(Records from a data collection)
>>>
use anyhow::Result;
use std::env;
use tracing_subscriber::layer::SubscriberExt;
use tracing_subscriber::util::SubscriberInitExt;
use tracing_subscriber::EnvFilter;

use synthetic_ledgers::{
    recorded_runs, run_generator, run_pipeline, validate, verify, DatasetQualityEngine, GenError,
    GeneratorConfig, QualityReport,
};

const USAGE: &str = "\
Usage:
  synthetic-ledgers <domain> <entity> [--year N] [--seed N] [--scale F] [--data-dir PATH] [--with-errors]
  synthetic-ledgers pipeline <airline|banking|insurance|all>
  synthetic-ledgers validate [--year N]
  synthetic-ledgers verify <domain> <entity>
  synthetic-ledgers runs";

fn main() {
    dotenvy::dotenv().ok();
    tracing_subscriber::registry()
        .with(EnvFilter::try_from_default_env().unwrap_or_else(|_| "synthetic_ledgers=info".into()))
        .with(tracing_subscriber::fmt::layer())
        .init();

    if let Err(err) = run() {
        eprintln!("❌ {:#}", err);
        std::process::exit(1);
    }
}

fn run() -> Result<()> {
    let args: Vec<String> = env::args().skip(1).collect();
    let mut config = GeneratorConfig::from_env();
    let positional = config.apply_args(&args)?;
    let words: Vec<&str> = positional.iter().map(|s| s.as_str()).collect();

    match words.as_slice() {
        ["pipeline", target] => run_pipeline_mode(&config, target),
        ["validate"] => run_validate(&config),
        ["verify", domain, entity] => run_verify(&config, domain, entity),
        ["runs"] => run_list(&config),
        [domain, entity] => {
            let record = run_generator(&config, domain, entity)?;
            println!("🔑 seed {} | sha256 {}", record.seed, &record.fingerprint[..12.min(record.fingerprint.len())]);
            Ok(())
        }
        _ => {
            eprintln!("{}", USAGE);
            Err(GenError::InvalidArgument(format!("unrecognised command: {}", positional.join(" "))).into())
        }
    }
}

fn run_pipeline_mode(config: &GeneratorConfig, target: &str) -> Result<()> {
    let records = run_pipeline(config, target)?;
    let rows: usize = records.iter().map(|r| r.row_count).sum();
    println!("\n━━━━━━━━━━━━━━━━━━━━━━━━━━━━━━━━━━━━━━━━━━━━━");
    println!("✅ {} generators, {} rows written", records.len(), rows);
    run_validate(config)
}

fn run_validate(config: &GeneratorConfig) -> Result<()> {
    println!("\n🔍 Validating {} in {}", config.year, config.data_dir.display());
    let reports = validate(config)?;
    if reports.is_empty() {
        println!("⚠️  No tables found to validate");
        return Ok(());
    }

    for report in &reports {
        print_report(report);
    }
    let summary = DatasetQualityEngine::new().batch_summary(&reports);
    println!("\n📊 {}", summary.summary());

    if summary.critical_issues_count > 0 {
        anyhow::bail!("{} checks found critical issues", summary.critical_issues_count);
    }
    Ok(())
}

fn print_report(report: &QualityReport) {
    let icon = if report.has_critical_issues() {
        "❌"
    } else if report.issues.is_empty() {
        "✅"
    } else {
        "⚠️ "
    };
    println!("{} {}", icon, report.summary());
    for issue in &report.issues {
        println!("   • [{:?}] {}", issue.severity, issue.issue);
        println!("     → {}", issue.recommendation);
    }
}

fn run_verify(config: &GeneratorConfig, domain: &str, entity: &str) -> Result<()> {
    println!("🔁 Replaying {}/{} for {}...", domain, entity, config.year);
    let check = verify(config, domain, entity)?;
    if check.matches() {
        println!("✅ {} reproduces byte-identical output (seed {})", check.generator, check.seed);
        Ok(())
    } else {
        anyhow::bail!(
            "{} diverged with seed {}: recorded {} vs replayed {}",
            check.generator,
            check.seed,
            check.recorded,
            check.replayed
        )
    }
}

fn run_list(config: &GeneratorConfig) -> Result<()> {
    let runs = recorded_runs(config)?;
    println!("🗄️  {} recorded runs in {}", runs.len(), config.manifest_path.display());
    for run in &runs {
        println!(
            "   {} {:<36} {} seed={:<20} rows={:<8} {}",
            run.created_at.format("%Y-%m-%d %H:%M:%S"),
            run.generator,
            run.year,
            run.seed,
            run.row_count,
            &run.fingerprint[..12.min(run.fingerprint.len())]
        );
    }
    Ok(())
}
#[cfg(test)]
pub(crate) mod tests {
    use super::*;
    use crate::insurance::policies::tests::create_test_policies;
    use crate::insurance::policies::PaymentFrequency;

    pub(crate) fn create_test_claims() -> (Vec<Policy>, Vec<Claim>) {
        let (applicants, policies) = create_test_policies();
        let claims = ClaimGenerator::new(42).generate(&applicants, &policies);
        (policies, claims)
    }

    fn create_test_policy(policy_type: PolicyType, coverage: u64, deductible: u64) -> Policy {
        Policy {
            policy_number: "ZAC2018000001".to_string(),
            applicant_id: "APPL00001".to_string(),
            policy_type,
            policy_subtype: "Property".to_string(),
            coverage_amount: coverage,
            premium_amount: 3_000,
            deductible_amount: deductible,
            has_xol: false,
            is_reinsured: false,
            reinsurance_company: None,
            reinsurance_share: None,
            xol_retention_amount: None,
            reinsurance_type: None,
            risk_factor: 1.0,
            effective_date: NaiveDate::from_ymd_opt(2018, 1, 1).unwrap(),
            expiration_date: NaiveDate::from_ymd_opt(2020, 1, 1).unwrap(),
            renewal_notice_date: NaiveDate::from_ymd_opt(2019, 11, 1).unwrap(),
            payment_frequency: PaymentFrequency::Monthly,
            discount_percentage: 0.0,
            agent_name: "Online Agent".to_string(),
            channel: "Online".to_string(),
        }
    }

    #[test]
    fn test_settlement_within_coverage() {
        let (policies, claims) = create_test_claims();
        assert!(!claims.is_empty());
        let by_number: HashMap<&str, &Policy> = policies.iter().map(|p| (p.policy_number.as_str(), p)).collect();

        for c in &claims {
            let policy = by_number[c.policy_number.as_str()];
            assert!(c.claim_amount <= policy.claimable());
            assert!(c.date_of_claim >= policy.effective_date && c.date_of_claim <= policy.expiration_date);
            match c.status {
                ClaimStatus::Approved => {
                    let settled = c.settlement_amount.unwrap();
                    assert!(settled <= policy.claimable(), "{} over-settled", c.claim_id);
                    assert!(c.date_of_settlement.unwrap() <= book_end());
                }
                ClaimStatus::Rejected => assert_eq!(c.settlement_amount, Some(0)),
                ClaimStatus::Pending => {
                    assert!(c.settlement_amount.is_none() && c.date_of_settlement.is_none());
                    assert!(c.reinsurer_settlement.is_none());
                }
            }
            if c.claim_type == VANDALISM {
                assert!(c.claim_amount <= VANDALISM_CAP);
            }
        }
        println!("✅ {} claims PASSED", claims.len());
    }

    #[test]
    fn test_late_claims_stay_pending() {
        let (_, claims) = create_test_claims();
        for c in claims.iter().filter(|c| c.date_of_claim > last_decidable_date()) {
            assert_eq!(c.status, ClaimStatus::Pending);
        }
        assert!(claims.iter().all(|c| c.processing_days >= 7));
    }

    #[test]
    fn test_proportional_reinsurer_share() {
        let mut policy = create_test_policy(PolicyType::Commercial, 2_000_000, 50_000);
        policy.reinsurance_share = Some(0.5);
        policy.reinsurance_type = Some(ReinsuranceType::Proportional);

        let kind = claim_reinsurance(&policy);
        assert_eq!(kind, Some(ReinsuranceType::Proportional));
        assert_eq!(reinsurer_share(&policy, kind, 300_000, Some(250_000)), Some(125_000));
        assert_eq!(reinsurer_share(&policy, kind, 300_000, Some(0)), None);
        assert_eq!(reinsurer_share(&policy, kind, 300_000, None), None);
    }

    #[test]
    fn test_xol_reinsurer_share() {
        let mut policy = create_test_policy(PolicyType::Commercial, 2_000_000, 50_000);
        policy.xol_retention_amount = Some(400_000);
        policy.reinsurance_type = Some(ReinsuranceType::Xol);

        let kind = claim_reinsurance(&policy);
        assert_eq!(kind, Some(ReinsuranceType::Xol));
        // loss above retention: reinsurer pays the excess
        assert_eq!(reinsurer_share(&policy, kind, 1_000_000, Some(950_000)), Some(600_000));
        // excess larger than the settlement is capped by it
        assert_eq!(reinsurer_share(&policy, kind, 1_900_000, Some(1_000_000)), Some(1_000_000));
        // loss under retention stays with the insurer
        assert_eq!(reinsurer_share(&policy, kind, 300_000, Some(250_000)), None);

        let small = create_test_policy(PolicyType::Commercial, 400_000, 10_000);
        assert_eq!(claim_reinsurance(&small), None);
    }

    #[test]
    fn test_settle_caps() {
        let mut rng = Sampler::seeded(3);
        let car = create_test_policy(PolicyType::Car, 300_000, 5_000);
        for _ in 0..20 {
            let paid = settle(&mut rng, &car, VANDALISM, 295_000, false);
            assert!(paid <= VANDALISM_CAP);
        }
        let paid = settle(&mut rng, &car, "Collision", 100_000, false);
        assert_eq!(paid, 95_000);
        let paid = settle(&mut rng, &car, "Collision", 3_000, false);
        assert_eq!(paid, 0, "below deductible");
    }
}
<<<
Work instructions
Copy every line from the entries that contains the word "args".

Solution to the exercise
    let args: Vec<String> = env::args().skip(1).collect();
    let positional = config.apply_args(&args)?;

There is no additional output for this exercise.